Susi tetap bersikukuh bahwa kebutuhan garam di tanah air setidaknya 2,1 juta ton. Dalam perhitungan lain 2,133 juta ton yang dibulatkan menjadi 2,2 juta ton. Menurut dia, selama ini KKP tidak kurang usaha untuk memajukan dan menghidupkan industri garam rakyat dengan beberapa program. Misalnya
pemberdayaan usaha garam rakyat (pugar) dan penggunaan geomembran.

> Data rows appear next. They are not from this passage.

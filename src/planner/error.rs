use thiserror::Error;

#[derive(Debug, Error, PartialEq)]
pub enum PlanError {
    #[error("grid cell must be finite and positive (length {length}, width {width})")]
    DegenerateGridCell { length: f64, width: f64 },
    #[error("rectangle bounds must be finite")]
    NonFiniteBounds,
    #[error("sweep would produce {count} waypoints, limit is {limit}")]
    TooManyWaypoints { count: f64, limit: usize },
}
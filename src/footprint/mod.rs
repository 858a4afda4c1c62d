mod camera;
mod error;
mod grid;

pub use camera::{compute_footprint, CameraGeometry, Footprint};
pub use error::FootprintError;
pub use grid::{compute_grid_cell, to_grid_cell, GridCell};
use thiserror::Error;

#[derive(Debug, Error, PartialEq)]
pub enum FootprintError {
    #[error("invalid camera geometry: {field} = {value}")]
    InvalidGeometry { field: &'static str, value: f64 },
}
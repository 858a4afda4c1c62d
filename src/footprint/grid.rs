use serde::{Deserialize, Serialize};
use utoipa::ToSchema;

use super::camera::{compute_footprint, CameraGeometry, Footprint};
use super::error::FootprintError;

/// Degrees of latitude per 10 m of ground distance.
///
/// Together with [`LON_DEG_PER_10M`] this is only accurate near
/// [`REFERENCE_LATITUDE_DEG`]; no geodesic correction is applied.
pub const LAT_DEG_PER_10M: f64 = 0.0000904;

/// Degrees of longitude per 10 m of ground distance at the reference latitude.
pub const LON_DEG_PER_10M: f64 = 0.0000898;

/// Latitude at which the two conversion factors were derived.
pub const REFERENCE_LATITUDE_DEG: f64 = 33.1519;

/// Sweep step size in geographic degrees.
///
/// `length_deg` is the step along X (longitude), `width_deg` along Y (latitude).
#[derive(Debug, Clone, Copy, PartialEq, Deserialize, Serialize, ToSchema)]
pub struct GridCell {
    pub length_deg: f64,
    pub width_deg: f64,
}

pub fn to_grid_cell(footprint: &Footprint) -> GridCell {
    GridCell {
        width_deg: (LAT_DEG_PER_10M * footprint.width_m) / 10.0,
        length_deg: (LON_DEG_PER_10M * footprint.length_m) / 10.0,
    }
}

pub fn compute_grid_cell(camera: &CameraGeometry) -> Result<GridCell, FootprintError> {
    let footprint = compute_footprint(camera)?;
    let cell = to_grid_cell(&footprint);
    log::debug!(
        "grid cell: width {} deg, length {} deg (reference latitude {} deg)",
        cell.width_deg,
        cell.length_deg,
        REFERENCE_LATITUDE_DEG
    );
    Ok(cell)
}
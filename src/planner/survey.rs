use serde::Serialize;
use thiserror::Error;
use utoipa::ToSchema;

use super::error::PlanError;
use super::sweep::Sweep;
use super::types::{GeoPoint, Rectangle};
use crate::footprint::{
    compute_footprint, to_grid_cell, CameraGeometry, Footprint, FootprintError, GridCell,
};

#[derive(Debug, Error, PartialEq)]
pub enum SurveyError {
    #[error("{0}")]
    Footprint(#[from] FootprintError),
    #[error("{0}")]
    Plan(#[from] PlanError),
}

/// A planned coverage flight: camera footprint, derived grid and the waypoints.
#[derive(Debug, Clone, Serialize, ToSchema)]
pub struct Survey {
    pub footprint: Footprint,
    pub grid_cell: GridCell,
    pub columns: usize,
    pub rows: usize,
    pub waypoints: Vec<GeoPoint>,
}

/// Sizes the grid from `camera` and sweeps `area` with it.
pub fn survey(area: &Rectangle, camera: &CameraGeometry) -> Result<Survey, SurveyError> {
    let footprint = compute_footprint(camera)?;
    let grid_cell = to_grid_cell(&footprint);
    let sweep = Sweep::new(area, &grid_cell)?;
    let (columns, rows) = (sweep.columns(), sweep.rows());
    let waypoints: Vec<GeoPoint> = sweep.collect();

    log::info!(
        "Planned {} waypoints ({} columns x {} rows)",
        waypoints.len(),
        columns,
        rows
    );
    let overhang = waypoints.iter().filter(|p| !area.contains(p)).count();
    if overhang > 0 {
        log::debug!("{} waypoints lie past the area edge", overhang);
    }

    Ok(Survey {
        footprint,
        grid_cell,
        columns,
        rows,
        waypoints,
    })
}
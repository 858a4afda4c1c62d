use strum_macros::Display;

use super::error::PlanError;
use super::types::{GeoPoint, Rectangle};
use crate::footprint::GridCell;

/// Upper bound on the number of cells a single sweep may visit.
pub const MAX_WAYPOINTS: usize = 1_000_000;

/// Direction a row is flown in.
#[derive(Debug, Clone, Copy, PartialEq, Eq, Display)]
#[strum(serialize_all = "snake_case")]
pub enum Heading {
    /// Left to right, from `left_bottom.x` towards `right_top.x`.
    Forward,
    /// Right to left.
    Backward,
}

impl Heading {
    pub fn for_row(row: usize) -> Self {
        if row % 2 == 0 {
            Heading::Forward
        } else {
            Heading::Backward
        }
    }
}

/// Serpentine walk over the cell centres of a rectangle.
///
/// Rows go bottom to top. Even rows (the 1st, 3rd, ...) run forward and are
/// anchored on the left edge; odd rows run backward and are anchored on the
/// right edge, so the last centre of a row sits next to the first centre of
/// the following one. When the span is not a whole number of cells, the last
/// cell of a row overhangs the far edge.
///
/// The iterator is cheap to clone, and a clone taken before iteration replays
/// the same sequence.
#[derive(Debug, Clone)]
pub struct Sweep {
    area: Rectangle,
    cell: GridCell,
    columns: usize,
    rows: usize,
    next: usize,
}

impl Sweep {
    pub fn new(area: &Rectangle, cell: &GridCell) -> Result<Self, PlanError> {
        if !(cell.length_deg.is_finite() && cell.length_deg > 0.0)
            || !(cell.width_deg.is_finite() && cell.width_deg > 0.0)
        {
            return Err(PlanError::DegenerateGridCell {
                length: cell.length_deg,
                width: cell.width_deg,
            });
        }
        if !area.left_bottom.is_finite() || !area.right_top.is_finite() {
            return Err(PlanError::NonFiniteBounds);
        }

        let columns = cell_count(area.span_x(), cell.length_deg);
        let rows = cell_count(area.span_y(), cell.width_deg);
        if columns == 0 || rows == 0 {
            log::debug!("degenerate area {:?}, nothing to sweep", area);
        }

        let total = columns as f64 * rows as f64;
        if total > MAX_WAYPOINTS as f64 {
            return Err(PlanError::TooManyWaypoints {
                count: total,
                limit: MAX_WAYPOINTS,
            });
        }

        Ok(Self {
            area: *area,
            cell: *cell,
            columns,
            rows,
            next: 0,
        })
    }

    pub fn columns(&self) -> usize {
        self.columns
    }

    pub fn rows(&self) -> usize {
        self.rows
    }

    fn len_total(&self) -> usize {
        self.columns * self.rows
    }

    fn point_at(&self, index: usize) -> GeoPoint {
        let row = index / self.columns;
        let step = index % self.columns;
        let length = self.cell.length_deg;
        let width = self.cell.width_deg;

        let row_y = self.area.left_bottom.y + row as f64 * width;
        let x = match Heading::for_row(row) {
            Heading::Forward => {
                let axis_x = self.area.left_bottom.x + step as f64 * length;
                (2.0 * axis_x + length) / 2.0
            }
            Heading::Backward => {
                let axis_x = self.area.right_top.x - step as f64 * length;
                (2.0 * axis_x - length) / 2.0
            }
        };

        GeoPoint::new(x, (2.0 * row_y + width) / 2.0)
    }
}

/// Number of `step`-sized cells needed to cover `span`; zero for an empty span.
fn cell_count(span: f64, step: f64) -> usize {
    if span > 0.0 {
        let count = (span / step).ceil();
        if count >= usize::MAX as f64 {
            usize::MAX
        } else {
            count as usize
        }
    } else {
        0
    }
}

impl Iterator for Sweep {
    type Item = GeoPoint;

    fn next(&mut self) -> Option<GeoPoint> {
        if self.next >= self.len_total() {
            return None;
        }
        let point = self.point_at(self.next);
        if self.next % self.columns == 0 {
            let row = self.next / self.columns;
            log::trace!("row {} heading {}", row, Heading::for_row(row));
        }
        self.next += 1;
        Some(point)
    }

    fn size_hint(&self) -> (usize, Option<usize>) {
        let remaining = self.len_total() - self.next;
        (remaining, Some(remaining))
    }
}

impl ExactSizeIterator for Sweep {}

/// Plans the full serpentine path over `area` using `cell` as step size.
///
/// A rectangle that is empty on either axis yields an empty path.
pub fn plan_path(area: &Rectangle, cell: &GridCell) -> Result<Vec<GeoPoint>, PlanError> {
    let sweep = Sweep::new(area, cell)?;
    log::debug!(
        "sweeping {} columns x {} rows over {:?}",
        sweep.columns(),
        sweep.rows(),
        area
    );
    Ok(sweep.collect())
}
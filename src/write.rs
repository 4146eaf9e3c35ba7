use crate::data::{Record, Schema, DELIMITER};

/// Canonical line for a record: every schema field, in schema order, as
/// `key=value` joined by `|`. Missing fields are written empty and keys outside
/// the schema are dropped. This is both the on-disk format and the `list` output.
pub(crate) fn format_record(record: &Record, schema: &Schema) -> String {
    let separator = DELIMITER.to_string();
    schema
        .fields
        .iter()
        .map(|field| format!("{field}={}", record.get(field).unwrap_or_default()))
        .collect::<Vec<_>>()
        .join(separator.as_str())
}

/// Basic line exporter for a `Record`. The line goes out in a single write so an
/// append-mode file gets it in one piece.
pub(crate) fn write_record<W: std::io::Write>(
    mut writer: W,
    record: &Record,
    schema: &Schema,
) -> Result<(), anyhow::Error> {
    let mut line = format_record(record, schema);
    line.push('\n');
    writer.write_all(line.as_bytes())?;
    writer.flush()?;
    Ok(())
}
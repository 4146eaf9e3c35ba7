use std::{collections::HashMap, path::PathBuf};
use thiserror::Error;

pub const DEFAULT_FIELDS: [&str; 4] = ["day", "condition", "high", "low"];
pub const DEFAULT_NUMERIC_FIELD: &str = "high";
pub const DEFAULT_STORE_PATH: &str = "data/store.txt";

/// Separates the `key=value` segments of a stored line. Values coming from the
/// command line may not contain it.
pub const DELIMITER: char = '|';

/// One row of key/value data. Records built from user input always carry every
/// schema field (empty when omitted); records decoded from the store carry
/// exactly the keys found on the line, schema or not.
#[derive(Debug, Default, Clone, PartialEq, Eq)]
pub(crate) struct Record {
    pub values: HashMap<String, String>,
}

impl Record {
    pub fn get(&self, field: &str) -> Option<&str> {
        self.values.get(field).map(String::as_str)
    }
}

/// The fixed field list, in canonical order, and the field summed by `summary`.
/// The order of `fields` is the on-disk order, so it must never come from map
/// iteration.
#[derive(Debug, Clone, PartialEq, Eq)]
pub(crate) struct Schema {
    pub fields: Vec<String>,
    pub numeric_field: Option<String>,
}

impl Schema {
    pub fn new<I, S>(fields: I, numeric_field: Option<&str>) -> Self
    where
        I: IntoIterator<Item = S>,
        S: Into<String>,
    {
        Self {
            fields: fields.into_iter().map(Into::into).collect(),
            numeric_field: numeric_field
                .filter(|field| !field.is_empty())
                .map(String::from),
        }
    }

    pub fn contains(&self, field: &str) -> bool {
        self.fields.iter().any(|f| f == field)
    }
}

impl Default for Schema {
    fn default() -> Self {
        Self::new(DEFAULT_FIELDS, Some(DEFAULT_NUMERIC_FIELD))
    }
}

/// Everything a `Store` needs; built once by the CLI and handed down.
#[derive(Debug, Clone, PartialEq, Eq)]
pub(crate) struct Config {
    pub schema: Schema,
    pub store_path: PathBuf,
}

impl Default for Config {
    fn default() -> Self {
        Self {
            schema: Schema::default(),
            store_path: PathBuf::from(DEFAULT_STORE_PATH),
        }
    }
}

/// Record encoding errors. Input errors are raised before anything touches the
/// store; `MalformedSegment` only comes out of a stored line.
#[derive(Error, Debug, PartialEq, Eq)]
pub enum Error {
    #[error("invalid item: {0} (expected key=value)")]
    InvalidItem(String),
    #[error("unknown field: {0}")]
    UnknownField(String),
    #[error("value for {field} may not contain '|': {value}")]
    InvalidValue { field: String, value: String },
    #[error("bad segment: {0}")]
    MalformedSegment(String),
}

Pada tahun lalu harga garam di petani berhasil dikondisikan hingga setinggi Rp 2.000 sampai Rp 2.500 per kilogram. Para petani garam pun merasa senang. ”Yang tahun-tahun sebelumnya nggak bisa beli truk, tahun itu bisa,” kata Susi.
Namun, semua usaha tersebut tidak akan berarti jika pemerintah mendatangkan garam impor yang harganya bisa semurah Rp 600 per kilogram, bahkan bisa Rp 200 per kilogram. ”Kalau digerojok garam impor lagi, ya mati lagi petaninya,” sambung dia.
Anggota Komisi IV DPR Sudin mengaku prihatin atas kebijakan impor garam. Menurut dia, seharusnya kebijakan impor tidak melebihi kebutuhan nasional. ”Semangat kami untuk melindungi petani atau petambak garam,” katanya.